Wearing a helmet and work clothes, she also remembers how complicated it was to explain to the diggers that they had to organize themselves, join the cooperative and have an official card.
– “In cash” –
“How do you buy a 10 dollar card when you don’t even have 200 francs (0.10 dollar) to buy a soap?” exclaims Innocent Dunia, one of the diggers on Nyenyezi hill in Luhihi. Like others, he claims to have found nothing for ages but stays there, hoping one day to find a good vein.

“See how we are, it’s shameful!”, Launches the 32-year-old man, surrounded by companions whose clothes and hair have taken on the ocher color of the earth they scratch all day long, most of them in old plastic shoes, no helmet or gloves.
The Luhihi mine is however considered as a pilot site, pioneer of the “traceability” put forward by Primera Gold.
Company managers recognize that there is still work to be done in social matters as well.
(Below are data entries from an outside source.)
//! Application window and event loop.
//!
//! One native window hosting the lookup panel: winit for the window, wgpu
//! for the surface, egui for the UI. The loop sleeps with
//! `ControlFlow::WaitUntil`, waking only for the placeholder rotation, copy
//! feedback reversion, in-flight lookups, flag animation frames, and the
//! optional `--exit-after` deadline.

use std::sync::Arc;
use std::time::{Duration, Instant};

use anyhow::{Context, Result};
use tokio::runtime::Runtime;
use wgpu::SurfaceError;
use winit::application::ApplicationHandler;
use winit::event::WindowEvent;
use winit::event_loop::{ActiveEventLoop, ControlFlow, EventLoop};
use winit::keyboard::{Key, NamedKey};
use winit::window::{Window, WindowId};

use crate::cli::RuntimeOptions;
use crate::config::Config;
use crate::lookup_ui::LookupUI;

/// How often to repaint while a lookup is in flight.
const LOADING_POLL: Duration = Duration::from_millis(100);

/// Frame interval while the flag animation is playing.
const ANIMATION_FRAME: Duration = Duration::from_millis(16);

/// Main application entry: loads config and runs the event loop.
pub struct App {
    config: Config,
    runtime: Arc<Runtime>,
    options: RuntimeOptions,
}

impl App {
    pub fn new(runtime: Arc<Runtime>, options: RuntimeOptions) -> Result<Self> {
        let mut config = Config::load()?;
        if let Some(ref endpoint) = options.endpoint {
            config.endpoint = endpoint.clone();
        }
        Ok(Self {
            config,
            runtime,
            options,
        })
    }

    pub fn run(self) -> Result<()> {
        let event_loop = EventLoop::new()?;
        event_loop.set_control_flow(ControlFlow::Wait);

        let mut state = AppState::new(self.config, self.runtime, self.options);
        event_loop.run_app(&mut state)?;

        state.failure.map_or(Ok(()), Err)
    }
}

/// Window, GPU surface, and egui plumbing. Created once the event loop
/// resumes.
struct GpuState {
    window: Arc<Window>,
    surface: wgpu::Surface<'static>,
    device: Arc<wgpu::Device>,
    queue: Arc<wgpu::Queue>,
    surface_config: wgpu::SurfaceConfiguration,
    egui_ctx: egui::Context,
    egui_state: egui_winit::State,
    egui_renderer: egui_wgpu::Renderer,
}

impl GpuState {
    async fn new(event_loop: &ActiveEventLoop, config: &Config) -> Result<Self> {
        let window_attrs = Window::default_attributes()
            .with_title("GeoLens")
            .with_inner_size(winit::dpi::LogicalSize::new(
                config.window_width,
                config.window_height,
            ))
            .with_min_inner_size(winit::dpi::LogicalSize::new(560, 420))
            .with_resizable(true);

        let window = Arc::new(event_loop.create_window(window_attrs)?);
        let size = window.inner_size();

        // Platform-specific backend selection for better VM compatibility
        #[cfg(target_os = "windows")]
        let instance = wgpu::Instance::new(&wgpu::InstanceDescriptor {
            backends: wgpu::Backends::DX12,
            ..Default::default()
        });
        #[cfg(target_os = "macos")]
        let instance = wgpu::Instance::new(&wgpu::InstanceDescriptor {
            backends: wgpu::Backends::all(),
            ..Default::default()
        });
        #[cfg(target_os = "linux")]
        let instance = wgpu::Instance::new(&wgpu::InstanceDescriptor {
            backends: wgpu::Backends::VULKAN | wgpu::Backends::GL,
            ..Default::default()
        });

        let surface = instance.create_surface(window.clone())?;

        let adapter = instance
            .request_adapter(&wgpu::RequestAdapterOptions {
                power_preference: wgpu::PowerPreference::LowPower,
                compatible_surface: Some(&surface),
                force_fallback_adapter: false,
            })
            .await
            .context("Failed to find suitable GPU adapter")?;

        let (device, queue) = adapter
            .request_device(&wgpu::DeviceDescriptor::default())
            .await?;

        let device = Arc::new(device);
        let queue = Arc::new(queue);

        let surface_caps = surface.get_capabilities(&adapter);
        let surface_format = surface_caps
            .formats
            .iter()
            .find(|f| f.is_srgb())
            .copied()
            .unwrap_or(surface_caps.formats[0]);

        let surface_config = wgpu::SurfaceConfiguration {
            usage: wgpu::TextureUsages::RENDER_ATTACHMENT,
            format: surface_format,
            width: size.width.max(1),
            height: size.height.max(1),
            present_mode: wgpu::PresentMode::AutoVsync,
            alpha_mode: surface_caps.alpha_modes[0],
            view_formats: vec![],
            desired_maximum_frame_latency: 2,
        };
        surface.configure(&device, &surface_config);

        let scale_factor = window.scale_factor() as f32;
        let egui_ctx = egui::Context::default();
        let egui_state = egui_winit::State::new(
            egui_ctx.clone(),
            egui::ViewportId::ROOT,
            &window,
            Some(scale_factor),
            None,
            None,
        );

        let egui_renderer = egui_wgpu::Renderer::new(
            &device,
            surface_format,
            egui_wgpu::RendererOptions {
                msaa_samples: 1,
                depth_stencil_format: None,
                dithering: false,
                predictable_texture_filtering: false,
            },
        );

        Ok(Self {
            window,
            surface,
            device,
            queue,
            surface_config,
            egui_ctx,
            egui_state,
            egui_renderer,
        })
    }
}

/// Application state that handles events
struct AppState {
    config: Config,
    runtime: Arc<Runtime>,
    options: RuntimeOptions,
    gpu: Option<GpuState>,
    ui: LookupUI,
    next_placeholder_tick: Option<Instant>,
    exit_deadline: Option<Instant>,
    needs_redraw: bool,
    /// Whether the previous wake saw a lookup in flight; the edge to false
    /// forces the frame that paints the settled result.
    was_loading: bool,
    /// Armed copy-feedback reversion; the edge to None forces the frame
    /// that paints the reverted glyph.
    pending_copy_revert: Option<Instant>,
    failure: Option<anyhow::Error>,
}

impl AppState {
    fn new(config: Config, runtime: Arc<Runtime>, options: RuntimeOptions) -> Self {
        let ui = LookupUI::new(&config);
        Self {
            config,
            runtime,
            options,
            gpu: None,
            ui,
            next_placeholder_tick: None,
            exit_deadline: None,
            needs_redraw: false,
            was_loading: false,
            pending_copy_revert: None,
            failure: None,
        }
    }

    fn render(&mut self) {
        let Some(gpu) = &mut self.gpu else {
            return;
        };

        let output = match gpu.surface.get_current_texture() {
            Ok(output) => output,
            Err(SurfaceError::Lost | SurfaceError::Outdated) => {
                gpu.surface.configure(&gpu.device, &gpu.surface_config);
                return;
            }
            Err(SurfaceError::Timeout) => {
                log::warn!("Surface timeout");
                return;
            }
            Err(e) => {
                log::error!("Surface error: {:?}", e);
                return;
            }
        };

        let view = output
            .texture
            .create_view(&wgpu::TextureViewDescriptor::default());

        let raw_input = gpu.egui_state.take_egui_input(&gpu.window);
        let ui = &mut self.ui;
        let egui_output = gpu.egui_ctx.run(raw_input, |ctx| {
            ui.show(ctx);
        });

        // Honor copy commands egui produced itself (e.g. text selected in
        // the result pane and copied with the keyboard).
        for cmd in &egui_output.platform_output.commands {
            if let egui::OutputCommand::CopyText(text) = cmd
                && let Ok(mut clipboard) = arboard::Clipboard::new()
                && let Err(e) = clipboard.set_text(text)
            {
                log::warn!("failed to copy to clipboard: {}", e);
            }
        }
        gpu.egui_state
            .handle_platform_output(&gpu.window, egui_output.platform_output.clone());

        let paint_jobs = gpu
            .egui_ctx
            .tessellate(egui_output.shapes, gpu.egui_ctx.pixels_per_point());

        for (id, delta) in &egui_output.textures_delta.set {
            gpu.egui_renderer
                .update_texture(&gpu.device, &gpu.queue, *id, delta);
        }

        let mut encoder = gpu
            .device
            .create_command_encoder(&wgpu::CommandEncoderDescriptor {
                label: Some("GeoLens Encoder"),
            });

        let screen_descriptor = egui_wgpu::ScreenDescriptor {
            size_in_pixels: [gpu.surface_config.width, gpu.surface_config.height],
            pixels_per_point: gpu.window.scale_factor() as f32,
        };

        gpu.egui_renderer.update_buffers(
            &gpu.device,
            &gpu.queue,
            &mut encoder,
            &paint_jobs,
            &screen_descriptor,
        );

        {
            let render_pass = encoder.begin_render_pass(&wgpu::RenderPassDescriptor {
                label: Some("GeoLens Render Pass"),
                color_attachments: &[Some(wgpu::RenderPassColorAttachment {
                    view: &view,
                    resolve_target: None,
                    ops: wgpu::Operations {
                        load: wgpu::LoadOp::Clear(wgpu::Color {
                            r: 0.094,
                            g: 0.094,
                            b: 0.094,
                            a: 1.0,
                        }),
                        store: wgpu::StoreOp::Store,
                    },
                    depth_slice: None,
                })],
                depth_stencil_attachment: None,
                timestamp_writes: None,
                occlusion_query_set: None,
            });

            // egui_renderer.render() requires a 'static render pass
            let mut render_pass = render_pass.forget_lifetime();
            gpu.egui_renderer
                .render(&mut render_pass, &paint_jobs, &screen_descriptor);
        }

        gpu.queue.submit(std::iter::once(encoder.finish()));
        output.present();

        for id in &egui_output.textures_delta.free {
            gpu.egui_renderer.free_texture(id);
        }
    }
}

impl ApplicationHandler for AppState {
    fn resumed(&mut self, event_loop: &ActiveEventLoop) {
        if self.gpu.is_some() {
            return;
        }

        match self
            .runtime
            .block_on(GpuState::new(event_loop, &self.config))
        {
            Ok(gpu) => {
                log::info!("Window created");
                self.ui.mark_ready();
                if let Some(ip) = self.options.ip.take() {
                    self.ui.prefill_and_submit(&ip);
                }
                if let Some(secs) = self.options.exit_after {
                    self.exit_deadline = Some(Instant::now() + Duration::from_secs_f64(secs));
                }
                gpu.window.request_redraw();
                self.gpu = Some(gpu);
            }
            Err(e) => {
                self.failure = Some(e);
                event_loop.exit();
            }
        }
    }

    fn window_event(
        &mut self,
        event_loop: &ActiveEventLoop,
        window_id: WindowId,
        event: WindowEvent,
    ) {
        let Some(gpu) = &mut self.gpu else {
            return;
        };
        if window_id != gpu.window.id() {
            return;
        }

        let event_response = gpu.egui_state.on_window_event(&gpu.window, &event);

        match event {
            WindowEvent::CloseRequested => {
                event_loop.exit();
                return;
            }

            WindowEvent::Resized(new_size) => {
                if new_size.width > 0 && new_size.height > 0 {
                    gpu.surface_config.width = new_size.width;
                    gpu.surface_config.height = new_size.height;
                    gpu.surface.configure(&gpu.device, &gpu.surface_config);
                    gpu.window.request_redraw();
                }
            }

            WindowEvent::KeyboardInput { event, .. } => {
                if !event_response.consumed
                    && event.state.is_pressed()
                    && matches!(event.logical_key, Key::Named(NamedKey::Escape))
                {
                    event_loop.exit();
                    return;
                }
            }

            WindowEvent::RedrawRequested => {
                self.render();
                return;
            }

            _ => {}
        }

        if event_response.repaint
            && let Some(gpu) = &self.gpu
        {
            gpu.window.request_redraw();
        }
    }

    fn about_to_wait(&mut self, event_loop: &ActiveEventLoop) {
        let now = Instant::now();

        if let Some(deadline) = self.exit_deadline
            && now >= deadline
        {
            event_loop.exit();
            return;
        }

        // Sleep until the next component needs to update; default to a
        // quiet 1 s heartbeat.
        let mut next_wake = now + Duration::from_secs(1);

        // Placeholder rotation: tick now if due, otherwise wake for it.
        let interval = self.config.placeholder_interval();
        match self.next_placeholder_tick {
            None => {
                self.next_placeholder_tick = Some(now + interval);
            }
            Some(at) if now >= at => {
                self.ui.rotate_placeholder();
                self.next_placeholder_tick = Some(now + interval);
                self.needs_redraw = true;
            }
            Some(_) => {}
        }
        if let Some(at) = self.next_placeholder_tick
            && at < next_wake
        {
            next_wake = at;
        }

        // In-flight lookup: poll the shared phase at a short interval, and
        // paint one more frame once it settles.
        let loading = self.ui.is_loading();
        if loading {
            self.needs_redraw = true;
            let next_poll = now + LOADING_POLL;
            if next_poll < next_wake {
                next_wake = next_poll;
            }
        } else if self.was_loading {
            self.needs_redraw = true;
        }
        self.was_loading = loading;

        // Flag animation: full frame rate while playing.
        if self.ui.flag_playing() {
            self.needs_redraw = true;
            let next_frame = now + ANIMATION_FRAME;
            if next_frame < next_wake {
                next_wake = next_frame;
            }
        }

        // Copy feedback: wake exactly when a confirmation glyph reverts,
        // then paint the frame that shows the reverted glyph.
        match self.ui.next_copy_revert(now) {
            Some(revert) => {
                self.pending_copy_revert = Some(revert);
                if revert < next_wake {
                    next_wake = revert;
                }
            }
            None => {
                if self.pending_copy_revert.take().is_some() {
                    self.needs_redraw = true;
                }
            }
        }

        if let Some(deadline) = self.exit_deadline
            && deadline < next_wake
        {
            next_wake = deadline;
        }

        if self.needs_redraw
            && let Some(gpu) = &self.gpu
        {
            gpu.window.request_redraw();
            self.needs_redraw = false;
        }

        event_loop.set_control_flow(ControlFlow::WaitUntil(next_wake));
    }
}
For example, they promised that 10,000 gold diggers and their families would have health insurance.
But the list of potential beneficiaries has not yet reached them, they say.

“We will take up the challenges together”, assures Benjamin Bisimwa, counting on the “political will” which seems to be asserting itself.
The Kinshasa authorities launched Primera Gold but also hit hard on May 1, when soldiers raided several purchasing counters in Bukavu, seizing gold, dollars, safes and computers, arresting around twenty people, including officials suspected of complicity.
“We are in psychosis”, indignantly an employee of one of the counters targeted, pointing to the broken doors, the scattered papers…

Primera executives say they have nothing to do with this heavy-handed operation but welcome it nonetheless, noting that the quantities of gold handled by the company have since increased significantly.
Before becoming “main buyer” of Primera, Jean-Jacques Mayah, president of ore traders in South Kivu, practiced his trade for 22 years with the counters now singled out. “They bought in cash, we were used to this circuit… Now things are getting in order”.